[[ Data shown, beginning ]]

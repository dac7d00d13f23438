use serde_json::Value;
use std::sync::Arc;

use super::common::FormParams;
use super::content::CatalogApi;
use super::error::Result;
use super::features::FeaturesApi;
use super::layer::FeatureLayerHandle;
use super::service::ServicesApi;
use super::session::Session;
use super::transport::{HttpTransport, Transport, TransportConfig};

/// ArcGIS Online / Portal client
///
/// Cheap to clone; all clones share one transport.
#[derive(Clone)]
pub struct Portal {
    inner: Arc<PortalInner>,
}

struct PortalInner {
    transport: Arc<dyn Transport>,
    base_url: String,
}

impl Portal {
    /// Create a new client with the default transport configuration
    pub fn new(endpoint: &str, insecure: bool) -> Result<Self> {
        let config = TransportConfig {
            insecure,
            ..Default::default()
        };
        Self::with_config(endpoint, &config)
    }

    /// Create a new client with a custom transport configuration
    pub fn with_config(endpoint: &str, config: &TransportConfig) -> Result<Self> {
        let transport = HttpTransport::new(config)?;
        Ok(Self::with_transport(endpoint, Arc::new(transport)))
    }

    /// Create a client over any [`Transport`] implementation
    pub fn with_transport(endpoint: &str, transport: Arc<dyn Transport>) -> Self {
        Self {
            inner: Arc::new(PortalInner {
                transport,
                base_url: endpoint.trim_end_matches('/').to_string(),
            }),
        }
    }

    pub fn base_url(&self) -> &str {
        &self.inner.base_url
    }

    /// `{portal}/sharing/rest{path}`
    pub fn sharing_url(&self, path: &str) -> String {
        format!("{}/sharing/rest{}", self.inner.base_url, path)
    }

    /// Content root for a user, `{portal}/sharing/rest/content/users/{username}`
    pub fn user_content_url(&self, username: &str) -> String {
        self.sharing_url(&format!(
            "/content/users/{}",
            urlencoding::encode(username)
        ))
    }

    /// POST a form to an absolute URL and return the decoded body
    pub async fn post(&self, url: &str, form: &FormParams) -> Result<Value> {
        self.inner.transport.post_form(url, form).await
    }

    /// Search and item lookups
    pub fn catalog(&self) -> CatalogApi<'_> {
        CatalogApi::new(self)
    }

    /// Feature service reading, provisioning and mirroring
    pub fn services(&self) -> ServicesApi<'_> {
        ServicesApi::new(self)
    }

    /// Feature edits and queries against a layer handle, using its session if it has one
    pub fn features<'a>(&'a self, layer: &'a FeatureLayerHandle) -> FeaturesApi<'a> {
        FeaturesApi::new(self, layer.url(), layer.session())
    }

    /// Feature edits and queries against any layer URL
    pub fn features_at<'a>(
        &'a self,
        layer_url: &str,
        session: Option<&'a Session>,
    ) -> FeaturesApi<'a> {
        FeaturesApi::new(self, layer_url, session)
    }
}
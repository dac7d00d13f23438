//! Dump any response value to a local JSON file

use serde::Serialize;
use std::path::{Path, PathBuf};

use super::error::Result;

/// Pretty-print `value` to `path`, adding a `.json` extension when the path has none.
pub fn write_json<T: Serialize + ?Sized>(path: impl AsRef<Path>, value: &T) -> Result<PathBuf> {
    let mut path = path.as_ref().to_path_buf();
    if path.extension().is_none() {
        path.set_extension("json");
    }
    if let Some(parent) = path.parent().filter(|p| !p.as_os_str().is_empty()) {
        std::fs::create_dir_all(parent)?;
    }

    let body = serde_json::to_string_pretty(value)?;
    std::fs::write(&path, body)?;
    tracing::debug!("Wrote {}", path.display());
    Ok(path)
}
#[cfg(test)]
mod tests {
    use super::*;
    use crate::api::test_helpers::{create_test_portal, test_session};
    use mockito::{Matcher, Mock, Server, ServerGuard};

    const ADD_TO_DEFINITION: &str =
        "/org/arcgis/rest/admin/services/WaterCopy/FeatureServer/addToDefinition";

    #[test]
    fn admin_url_inserts_admin_segment() {
        let url = admin_definition_url(
            "https://services.arcgis.com/N4jtru9dctSQR53c/ArcGIS/rest/services/Storm%20Discharge%20Points/FeatureServer",
        )
        .unwrap();
        assert_eq!(
            url,
            "https://services.arcgis.com/N4jtru9dctSQR53c/ArcGIS/rest/admin/services/Storm%20Discharge%20Points/FeatureServer/addToDefinition"
        );
    }

    #[test]
    fn admin_url_without_services_segment_appends_operation() {
        let url = admin_definition_url("http://localhost:1234/custom/FeatureServer/").unwrap();
        assert_eq!(url, "http://localhost:1234/custom/FeatureServer/addToDefinition");
    }

    #[test]
    fn admin_url_rejects_garbage() {
        assert!(matches!(
            admin_definition_url("not a url"),
            Err(ApiError::InvalidUrl(_))
        ));
    }

    #[test]
    fn layer_template_requires_name_type_and_fields() {
        let mut source = Map::new();
        source.insert("id".to_string(), json!(0));
        source.insert("name".to_string(), json!("Hydrants"));
        source.insert("type".to_string(), json!("Feature Layer"));
        source.insert("currentVersion".to_string(), json!(11.1));

        let template = derive_layer_template(&source);
        assert!(template.get("currentVersion").is_none());
        assert_eq!(template.missing_fields(), vec!["fields"]);
        assert!(!template.is_resolved());

        source.insert("fields".to_string(), json!([{"name": "OBJECTID"}]));
        assert!(derive_layer_template(&source).is_resolved());
    }

    async fn source_service(
        server: &mut ServerGuard,
        layers: &[(i64, &str, bool)],
    ) -> (String, Vec<Mock>) {
        let base = "/org/arcgis/rest/services/Water/FeatureServer";
        let entries: Vec<Value> = layers
            .iter()
            .map(|(id, name, _)| json!({"id": id, "name": name, "type": "Feature Layer"}))
            .collect();
        let mut mocks = vec![
            server
                .mock("POST", base)
                .with_body(json!({"name": "Water", "layers": entries}).to_string())
                .create_async()
                .await,
        ];
        for (id, name, with_fields) in layers {
            let mut def = json!({
                "id": id,
                "name": name,
                "type": "Feature Layer",
                "geometryType": "esriGeometryPoint"
            });
            if *with_fields {
                def["fields"] = json!([{"name": "OBJECTID", "type": "esriFieldTypeOID"}]);
            }
            let mock = server
                .mock("POST", format!("{}/{}", base, id).as_str())
                .with_body(def.to_string())
                .create_async()
                .await;
            mocks.push(mock);
        }
        (format!("{}{}", server.url(), base), mocks)
    }

    async fn target_service(server: &mut ServerGuard) -> (String, Mock) {
        let base = "/org/arcgis/rest/services/WaterCopy/FeatureServer";
        let mock = server
            .mock("POST", base)
            .with_body(r#"{"name":"WaterCopy","layers":[]}"#)
            .create_async()
            .await;
        (format!("{}{}", server.url(), base), mock)
    }

    #[tokio::test]
    async fn mirror_sends_all_layers_in_one_request() {
        let mut server = Server::new_async().await;
        let (source_url, _source_mocks) =
            source_service(&mut server, &[(0, "Hydrants", true), (1, "Mains", true)]).await;
        let (target_url, _target_mock) = target_service(&mut server).await;
        let add = server
            .mock("POST", ADD_TO_DEFINITION)
            .match_body(Matcher::AllOf(vec![
                Matcher::Regex("addToDefinition=".to_string()),
                Matcher::UrlEncoded("f".into(), "json".into()),
                Matcher::UrlEncoded("token".into(), "test-token".into()),
            ]))
            .with_body(
                r#"{"success":true,"layers":[{"name":"Hydrants","id":0},{"name":"Mains","id":1}]}"#,
            )
            .expect(1)
            .create_async()
            .await;

        let portal = create_test_portal(&server.url());
        let session = test_session(&server.url());
        let services = portal.services();
        let source = services.open(&source_url, None, Some(&session)).await.unwrap();
        let target = services.open(&target_url, None, Some(&session)).await.unwrap();

        let report = services.mirror_layers(&session, &source, &target).await.unwrap();

        assert_eq!(report.layers.len(), 2);
        assert_eq!(report.layers[0].name, "Hydrants");
        assert_eq!(report.layers[1].id, Some(1));
        add.assert_async().await;
    }

    #[tokio::test]
    async fn mirror_refuses_unresolved_templates_before_any_request() {
        let mut server = Server::new_async().await;
        let (source_url, _source_mocks) =
            source_service(&mut server, &[(0, "Hydrants", true), (1, "Valves", false)]).await;
        let (target_url, _target_mock) = target_service(&mut server).await;
        let add = server
            .mock("POST", ADD_TO_DEFINITION)
            .expect(0)
            .create_async()
            .await;

        let portal = create_test_portal(&server.url());
        let session = test_session(&server.url());
        let services = portal.services();
        let source = services.open(&source_url, None, Some(&session)).await.unwrap();
        let target = services.open(&target_url, None, Some(&session)).await.unwrap();

        match services.mirror_layers(&session, &source, &target).await {
            Err(ApiError::Mirror { unmirrored, .. }) => assert_eq!(unmirrored, vec!["Valves"]),
            other => panic!("Expected Mirror error, got {:?}", other),
        }
        add.assert_async().await;
    }

    #[tokio::test]
    async fn mirror_reports_partial_target_as_failure() {
        let mut server = Server::new_async().await;
        let (source_url, _source_mocks) =
            source_service(&mut server, &[(0, "Hydrants", true), (1, "Mains", true)]).await;
        let (target_url, _target_mock) = target_service(&mut server).await;
        let _add = server
            .mock("POST", ADD_TO_DEFINITION)
            .with_body(r#"{"success":true,"layers":[{"name":"Hydrants","id":0}]}"#)
            .create_async()
            .await;

        let portal = create_test_portal(&server.url());
        let session = test_session(&server.url());
        let services = portal.services();
        let source = services.open(&source_url, None, Some(&session)).await.unwrap();
        let target = services.open(&target_url, None, Some(&session)).await.unwrap();

        match services.mirror_layers(&session, &source, &target).await {
            Err(ApiError::Mirror { unmirrored, message }) => {
                assert_eq!(unmirrored, vec!["Mains"]);
                assert!(message.contains("1 of 2"));
            }
            other => panic!("Expected Mirror error, got {:?}", other),
        }
    }

    #[tokio::test]
    async fn mirror_rejects_layers_the_source_never_sent() {
        let mut server = Server::new_async().await;
        let (source_url, _source_mocks) =
            source_service(&mut server, &[(0, "Points", true), (1, "Points", true)]).await;
        let (target_url, _target_mock) = target_service(&mut server).await;
        let _add = server
            .mock("POST", ADD_TO_DEFINITION)
            .with_body(
                r#"{"success":true,"layers":[{"name":"Points","id":0},{"name":"Unrelated","id":7}]}"#,
            )
            .create_async()
            .await;

        let portal = create_test_portal(&server.url());
        let session = test_session(&server.url());
        let services = portal.services();
        let source = services.open(&source_url, None, Some(&session)).await.unwrap();
        let target = services.open(&target_url, None, Some(&session)).await.unwrap();

        match services.mirror_layers(&session, &source, &target).await {
            Err(ApiError::Mirror {
                unmirrored,
                message,
            }) => {
                assert_eq!(unmirrored, vec!["Points"]);
                assert!(message.contains("1 of 2"));
                assert!(message.contains("Unrelated"));
            }
            other => panic!("Expected Mirror error, got {:?}", other),
        }
    }

    #[tokio::test]
    async fn mirror_confirms_duplicate_names_one_to_one() {
        let mut server = Server::new_async().await;
        let (source_url, _source_mocks) =
            source_service(&mut server, &[(0, "Points", true), (1, "Points", true)]).await;
        let (target_url, _target_mock) = target_service(&mut server).await;
        let _add = server
            .mock("POST", ADD_TO_DEFINITION)
            .with_body(
                r#"{"success":true,"layers":[{"name":"Points","id":0},{"name":"Points","id":1}]}"#,
            )
            .create_async()
            .await;

        let portal = create_test_portal(&server.url());
        let session = test_session(&server.url());
        let services = portal.services();
        let source = services.open(&source_url, None, Some(&session)).await.unwrap();
        let target = services.open(&target_url, None, Some(&session)).await.unwrap();

        let report = services.mirror_layers(&session, &source, &target).await.unwrap();
        let ids: Vec<Option<i64>> = report.layers.iter().map(|l| l.id).collect();
        assert_eq!(ids, vec![Some(0), Some(1)]);
    }

    #[tokio::test]
    async fn mirror_rejection_names_every_layer() {
        let mut server = Server::new_async().await;
        let (source_url, _source_mocks) =
            source_service(&mut server, &[(0, "Hydrants", true)]).await;
        let (target_url, _target_mock) = target_service(&mut server).await;
        let _add = server
            .mock("POST", ADD_TO_DEFINITION)
            .with_body(
                r#"{"error":{"code":500,"message":"Unable to add feature service definition.","details":[]}}"#,
            )
            .create_async()
            .await;

        let portal = create_test_portal(&server.url());
        let session = test_session(&server.url());
        let services = portal.services();
        let source = services.open(&source_url, None, Some(&session)).await.unwrap();
        let target = services.open(&target_url, None, Some(&session)).await.unwrap();

        match services.mirror_layers(&session, &source, &target).await {
            Err(ApiError::Mirror { unmirrored, message }) => {
                assert_eq!(unmirrored, vec!["Hydrants"]);
                assert!(message.contains("Unable to add"));
            }
            other => panic!("Expected Mirror error, got {:?}", other),
        }
    }

    #[tokio::test]
    async fn mirror_of_service_without_layers_is_a_no_op() {
        let mut server = Server::new_async().await;
        let (source_url, _source_mocks) = source_service(&mut server, &[]).await;
        let (target_url, _target_mock) = target_service(&mut server).await;

        let portal = create_test_portal(&server.url());
        let session = test_session(&server.url());
        let services = portal.services();
        let source = services.open(&source_url, None, Some(&session)).await.unwrap();
        let target = services.open(&target_url, None, Some(&session)).await.unwrap();

        let report = services.mirror_layers(&session, &source, &target).await.unwrap();
        assert!(report.layers.is_empty());
    }
}
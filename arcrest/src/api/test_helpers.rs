//! Test helpers for the ArcGIS REST API

#[cfg(test)]
pub fn create_test_portal(url: &str) -> super::Portal {
    super::Portal::new(url, true).unwrap()
}

#[cfg(test)]
pub fn test_session(url: &str) -> super::Session {
    super::Session::from_token(
        url,
        "tester",
        "test-token",
        chrono::Utc::now() + chrono::Duration::hours(1),
    )
}

#[cfg(test)]
mod tests {
    use super::super::*;

    #[test]
    fn test_api_error_formatting() {
        let error = ApiError::Provision(RemoteError {
            code: Some(400),
            message: "bad name".to_string(),
            details: vec!["Service name already exists.".to_string()],
        });

        let error_str = error.to_string();
        assert!(error_str.contains("[400]"));
        assert!(error_str.contains("bad name"));
        assert!(error_str.contains("Service name already exists."));
        assert_eq!(error.remote().and_then(|e| e.code), Some(400));
    }

    #[test]
    fn test_mirror_error_names_layers() {
        let error = ApiError::Mirror {
            message: "2 layer templates are incomplete".to_string(),
            unmirrored: vec!["Hydrants".to_string(), "Valves".to_string()],
        };

        let error_str = error.to_string();
        assert!(error_str.contains("Hydrants"));
        assert!(error_str.contains("Valves"));
        assert!(error.remote().is_none());
        assert!(!error.is_transport());
    }

    #[test]
    fn test_session_helper_is_valid() {
        let session = super::test_session("https://www.arcgis.com");
        assert!(!session.is_expired());
        assert_eq!(session.token(), "test-token");
    }
}
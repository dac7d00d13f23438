//! Token acquisition and the session value that carries it

use chrono::{DateTime, Duration, Utc};
use serde::Deserialize;
use std::fmt;

use super::client::Portal;
use super::common::{decode, remote_error, FormParams, RemoteError};
use super::error::{ApiError, Result};

pub const DEFAULT_TOKEN_EXPIRATION_MINUTES: u32 = 60;

/// Authenticated identity plus the bearer token issued for it.
///
/// A session is replaced wholesale on refresh; nothing mutates it in place.
/// Components never check expiry for the caller.
#[derive(Clone)]
pub struct Session {
    username: String,
    password: String,
    portal_url: String,
    token_url: String,
    token: String,
    expires: DateTime<Utc>,
    expiration_minutes: u32,
}

impl Session {
    /// Wrap a token that was issued elsewhere. Such a session cannot be refreshed.
    pub fn from_token(
        portal_url: &str,
        username: &str,
        token: &str,
        expires: DateTime<Utc>,
    ) -> Self {
        let portal_url = portal_url.trim_end_matches('/').to_string();
        Self {
            username: username.to_string(),
            password: String::new(),
            token_url: format!("{}/sharing/rest/generateToken", portal_url),
            portal_url,
            token: token.to_string(),
            expires,
            expiration_minutes: DEFAULT_TOKEN_EXPIRATION_MINUTES,
        }
    }

    pub fn username(&self) -> &str {
        &self.username
    }

    pub fn portal_url(&self) -> &str {
        &self.portal_url
    }

    pub fn token_url(&self) -> &str {
        &self.token_url
    }

    pub fn token(&self) -> &str {
        &self.token
    }

    pub fn expires(&self) -> DateTime<Utc> {
        self.expires
    }

    pub fn is_valid_at(&self, now: DateTime<Utc>) -> bool {
        now < self.expires
    }

    pub fn is_expired(&self) -> bool {
        !self.is_valid_at(Utc::now())
    }

    /// True if the token lapses within `window` from now.
    pub fn expires_within(&self, window: Duration) -> bool {
        !self.is_valid_at(Utc::now() + window)
    }

    pub fn can_refresh(&self) -> bool {
        !self.password.is_empty()
    }
}

impl fmt::Debug for Session {
    fn fmt(&self, f: &mut fmt::Formatter<'_>) -> fmt::Result {
        f.debug_struct("Session")
            .field("username", &self.username)
            .field("portal_url", &self.portal_url)
            .field("token", &"***")
            .field("expires", &self.expires)
            .finish()
    }
}

#[derive(Debug, Deserialize)]
struct TokenResponse {
    token: Option<String>,
    expires: Option<i64>,
}

impl Portal {
    /// POST {portal}/sharing/rest/generateToken
    pub async fn authenticate(
        &self,
        username: &str,
        password: &str,
        expiration_minutes: u32,
    ) -> Result<Session> {
        let token_url = self.sharing_url("/generateToken");
        let form = FormParams::new()
            .add("username", username)
            .add("password", password)
            .add("client", "referer")
            .add("referer", self.base_url())
            .add("expiration", expiration_minutes)
            .add("f", "json");

        let requested_at = Utc::now();
        let value = self.post(&token_url, &form).await?;

        if let Some(err) = remote_error(&value) {
            tracing::error!("Token request for {} rejected: {}", username, err);
            return Err(ApiError::Auth(err));
        }

        let response: TokenResponse = decode(value, "token response")?;
        let token = response.token.ok_or_else(|| {
            ApiError::MalformedResponse("token response did not include `token`".to_string())
        })?;

        let expires = response
            .expires
            .and_then(DateTime::<Utc>::from_timestamp_millis)
            .unwrap_or_else(|| requested_at + Duration::minutes(i64::from(expiration_minutes)));

        tracing::info!("Acquired token for {} (expires {})", username, expires);

        Ok(Session {
            username: username.to_string(),
            password: password.to_string(),
            portal_url: self.base_url().to_string(),
            token_url,
            token,
            expires,
            expiration_minutes,
        })
    }

    /// Re-run token acquisition with the session's stored credentials.
    pub async fn refresh(&self, session: &Session) -> Result<Session> {
        if !session.can_refresh() {
            return Err(ApiError::Auth(RemoteError::new(
                None,
                "session was built from a bare token and holds no credentials",
            )));
        }
        self.authenticate(
            &session.username,
            &session.password,
            session.expiration_minutes,
        )
        .await
    }
}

[[ Data shown, end ]]

Directions for this task =
Out of the material above, output word for word the line with "default transport configuration", the line with "pub fn base_url(&self)", and all lines between them, with nothing else.

Reply to the exercise =
    /// Create a new client with the default transport configuration
    pub fn new(endpoint: &str, insecure: bool) -> Result<Self> {
        let config = TransportConfig {
            insecure,
            ..Default::default()
        };
        Self::with_config(endpoint, &config)
    }

    /// Create a new client with a custom transport configuration
    pub fn with_config(endpoint: &str, config: &TransportConfig) -> Result<Self> {
        let transport = HttpTransport::new(config)?;
        Ok(Self::with_transport(endpoint, Arc::new(transport)))
    }

    /// Create a client over any [`Transport`] implementation
    pub fn with_transport(endpoint: &str, transport: Arc<dyn Transport>) -> Self {
        Self {
            inner: Arc::new(PortalInner {
                transport,
                base_url: endpoint.trim_end_matches('/').to_string(),
            }),
        }
    }

    pub fn base_url(&self) -> &str {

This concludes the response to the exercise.